Underlying bridge can be in a non-normalized state - we should document how bridges should perform, and then make bridges do that

GoogleCodeExporter commented 8 years ago

This came up in the context of a question related to the XML Security port. The 
underlying DOM tree can apparently have elements added with namespace, local 
name, and prefix, but also without the corresponding namespace declaration 
attribute.

A complete list of what DOM does for normalizeDocument in Java can be found 
here:
http://docs.oracle.com/javase/6/docs/api/org/w3c/dom/DOMConfiguration.html

Running through the options, GenXDM may have a stake in some of them:

cdata-sections: Since GenXDM expects text nodes combined, and doesn't speak of 
cdata-sections, this is moot.

check-character-normalization

comments: Keep or remove?

element-content-whitespace: How much whitespace do we keep?

namespace-declarations: This is the one that tripped up the security question.

well-formed: contents and names might be invalid according to XML 1.0 - do we 
care?

We should figure out how we expect this to behave, or leave it as undefined 
(and indicate so). Options:

 * Define that an individual bridge can determine what it does in the face of a non-normalized document (i.e. - API can punt on the question - DOM bridge could specify that clients must call Document.normalizeDocument to get predictable results.

 * Define that a bridge must manufacture namespace nodes as needed, just like we've indicated how text nodes should be handled.

...

This might work best as a tracking issue, with specific issues raised and 
depended upon as we decide them. Low priority, though, I think.

Original issue reported on code.google.com by eric%tib...@gtempaccount.com on 3 Jan 2012 at 12:50

GoogleCodeExporter commented 8 years ago

Okay. I'm opening a new issue for namespaces and attributes in the context of 
tree construction; leave those out of this discussion.

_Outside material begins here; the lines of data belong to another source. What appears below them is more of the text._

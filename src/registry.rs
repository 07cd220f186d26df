//! The closed set of tests, their metadata and dispatch table.

use std::collections::BTreeSet;
use std::fmt;
use std::str::FromStr;

use serde::{Deserialize, Deserializer, Serialize, Serializer};

use crate::checks::{contour, glyph, info, metrics, point, segment, CheckContext};
use crate::contour::ContourView;
use crate::error::CheckError;
use crate::glyph::GlyphView;
use crate::report::Finding;

/// Stable identifier of every test.
#[derive(Debug, Clone, Copy, PartialEq, Eq, PartialOrd, Ord, Hash, Serialize, Deserialize)]
#[serde(rename_all = "camelCase")]
pub enum TestId {
    UnicodeValue,
    StemWidths,
    DuplicateContours,
    DuplicateComponents,
    ContourCount,
    LigatureMetrics,
    ComponentMetrics,
    MetricsSymmetry,
    SmallContours,
    OpenContour,
    ExtremePoints,
    CurveSymmetry,
    AngleNearMiss,
    PointsNearVerticalMetrics,
    UnsmoothSmooths,
    ComplexCurves,
    CrossedHandles,
    UnnecessaryHandles,
    UnevenHandles,
    StrayPoints,
    UnnecessaryPoints,
    OverlappingPoints,
}

/// The granularity a test inspects.
#[derive(Debug, Clone, Copy, PartialEq, Eq, Serialize, Deserialize)]
#[serde(rename_all = "camelCase")]
pub enum Level {
    GlyphInfo,
    Glyph,
    Metrics,
    Contour,
    Segment,
    Point,
}

/// How a test is invoked.
#[derive(Clone, Copy)]
pub enum Runner {
    /// Once per contour; results keyed by contour index.
    Contour(fn(&dyn ContourView, &CheckContext) -> Option<Finding>),
    /// Once per glyph.
    Glyph(fn(&dyn GlyphView, &CheckContext) -> Option<Finding>),
}

/// Registry entry.
#[derive(Clone, Copy)]
pub struct TestDef {
    pub id: TestId,
    pub level: Level,
    pub title: &'static str,
    pub description: &'static str,
    pub run: Runner,
}

impl fmt::Debug for TestDef {
    fn fmt(&self, f: &mut fmt::Formatter<'_>) -> fmt::Result {
        f.debug_struct("TestDef")
            .field("id", &self.id)
            .field("level", &self.level)
            .finish_non_exhaustive()
    }
}

/// Every test, in the order reports list them.
pub static TEST_DEFS: &[TestDef] = &[
    // Glyph info
    TestDef {
        id: TestId::UnicodeValue,
        level: Level::GlyphInfo,
        title: "Incorrect Unicode value",
        description: "The Unicode value for this glyph does not match its name, or is shared with another glyph.",
        run: Runner::Glyph(run_unicode_value),
    },
    // Glyph
    TestDef {
        id: TestId::StemWidths,
        level: Level::Glyph,
        title: "Stem widths",
        description: "Stems matching one of the font's registered stem widths.",
        run: Runner::Glyph(run_stem_widths),
    },
    TestDef {
        id: TestId::DuplicateContours,
        level: Level::Glyph,
        title: "Duplicate contours",
        description: "One or more contours are duplicated.",
        run: Runner::Glyph(run_duplicate_contours),
    },
    TestDef {
        id: TestId::DuplicateComponents,
        level: Level::Glyph,
        title: "Duplicate components",
        description: "One or more components are duplicated.",
        run: Runner::Glyph(run_duplicate_components),
    },
    TestDef {
        id: TestId::ContourCount,
        level: Level::Glyph,
        title: "Contour count",
        description: "This glyph has an unusually high number of overlapping contours.",
        run: Runner::Glyph(run_contour_count),
    },
    // Metrics
    TestDef {
        id: TestId::LigatureMetrics,
        level: Level::Metrics,
        title: "Ligature side-bearings",
        description: "The side-bearings don't match the ligature's presumed part metrics.",
        run: Runner::Glyph(run_ligature_metrics),
    },
    TestDef {
        id: TestId::ComponentMetrics,
        level: Level::Metrics,
        title: "Component side-bearings",
        description: "The side-bearings don't match the component's metrics.",
        run: Runner::Glyph(run_component_metrics),
    },
    TestDef {
        id: TestId::MetricsSymmetry,
        level: Level::Metrics,
        title: "Symmetry",
        description: "The side-bearings are almost equal.",
        run: Runner::Glyph(run_metrics_symmetry),
    },
    // Contour
    TestDef {
        id: TestId::SmallContours,
        level: Level::Contour,
        title: "Small contours",
        description: "One or more contours are suspiciously small.",
        run: Runner::Contour(run_small_contours),
    },
    TestDef {
        id: TestId::OpenContour,
        level: Level::Contour,
        title: "Open contours",
        description: "One or more contours are not properly closed.",
        run: Runner::Contour(run_open_contour),
    },
    TestDef {
        id: TestId::ExtremePoints,
        level: Level::Contour,
        title: "Extreme points",
        description: "One or more curves need an extreme point.",
        run: Runner::Contour(run_extreme_points),
    },
    TestDef {
        id: TestId::CurveSymmetry,
        level: Level::Contour,
        title: "Curve symmetry",
        description: "One or more curve pairs are slightly asymmetrical.",
        run: Runner::Contour(run_curve_symmetry),
    },
    // Segment
    TestDef {
        id: TestId::AngleNearMiss,
        level: Level::Segment,
        title: "Angle near miss",
        description: "One or more lines are nearly at important angles.",
        run: Runner::Contour(run_angle_near_miss),
    },
    TestDef {
        id: TestId::PointsNearVerticalMetrics,
        level: Level::Segment,
        title: "Near vertical metrics",
        description: "Two or more points are just off a vertical metric.",
        run: Runner::Contour(run_points_near_vertical_metrics),
    },
    TestDef {
        id: TestId::UnsmoothSmooths,
        level: Level::Segment,
        title: "Unsmooth smooths",
        description: "One or more smooth points do not have handles that are properly placed.",
        run: Runner::Contour(run_unsmooth_smooths),
    },
    TestDef {
        id: TestId::ComplexCurves,
        level: Level::Segment,
        title: "Complex curves",
        description: "One or more curves is suspiciously complex.",
        run: Runner::Contour(run_complex_curves),
    },
    TestDef {
        id: TestId::CrossedHandles,
        level: Level::Segment,
        title: "Crossed handles",
        description: "One or more curves contain crossed handles.",
        run: Runner::Contour(run_crossed_handles),
    },
    TestDef {
        id: TestId::UnnecessaryHandles,
        level: Level::Segment,
        title: "Unnecessary handles",
        description: "One or more curves has unnecessary handles.",
        run: Runner::Contour(run_unnecessary_handles),
    },
    TestDef {
        id: TestId::UnevenHandles,
        level: Level::Segment,
        title: "Uneven handles",
        description: "One or more curves has uneven handles.",
        run: Runner::Contour(run_uneven_handles),
    },
    // Point
    TestDef {
        id: TestId::StrayPoints,
        level: Level::Point,
        title: "Stray points",
        description: "One or more stray points are present.",
        run: Runner::Contour(run_stray_points),
    },
    TestDef {
        id: TestId::UnnecessaryPoints,
        level: Level::Point,
        title: "Unnecessary points",
        description: "One or more unnecessary points are present.",
        run: Runner::Contour(run_unnecessary_points),
    },
    TestDef {
        id: TestId::OverlappingPoints,
        level: Level::Point,
        title: "Overlapping points",
        description: "Two or more points are overlapping.",
        run: Runner::Contour(run_overlapping_points),
    },
];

cdata-sections are moot. character normalization is moot in the context of a 
tree in memory; it matters for serialization, and needs to be addressed in the 
context of the implementation of XQuery serialization.  The same is true for 
whitespace.

The only way that content could be ill-formed is by containing characters that 
are not legal in XML 1.0 (C0 and C1, with exceptions).  This is potentially a 
problem during construction or mutation; I would regard it as the most 
worrisome of issues raised.

It's far easier to be ill-formed with respect to names (and rules differ for 
XML 1.0 versus 1.1).  It's also *far* more expensive to check.  *Should* we 
provide protection, at the (well-known) cost of performance hit?  Keep in mind 
that most names in any given document are used multiple times, but not 
necessarily interned, so that we might end up checking the same characters over 
and over and over again.  This is the sort of protection-from-folly that ought 
to be configurable, clearly (I'm not going to write code that breaks XML so 
comprehensively, and am liable to resent paying the price to check every 
character in every name for every use of that name).  Also worth noting: QName 
does not prevent illegal values (apart from null) (in fact, we make use of that 
fact, using ESC as a wildcard indicator).

Original comment by aale...@gmail.com on 12 Jan 2012 at 8:36

GoogleCodeExporter commented 8 years ago

I don't think we necessarily provide protection for any of this. At least at 
the level of the generic API, we might leave it undefined. For a particular 
bridge, if we find utility in adding the functionality, we can add it and 
document it as bridge specific capability.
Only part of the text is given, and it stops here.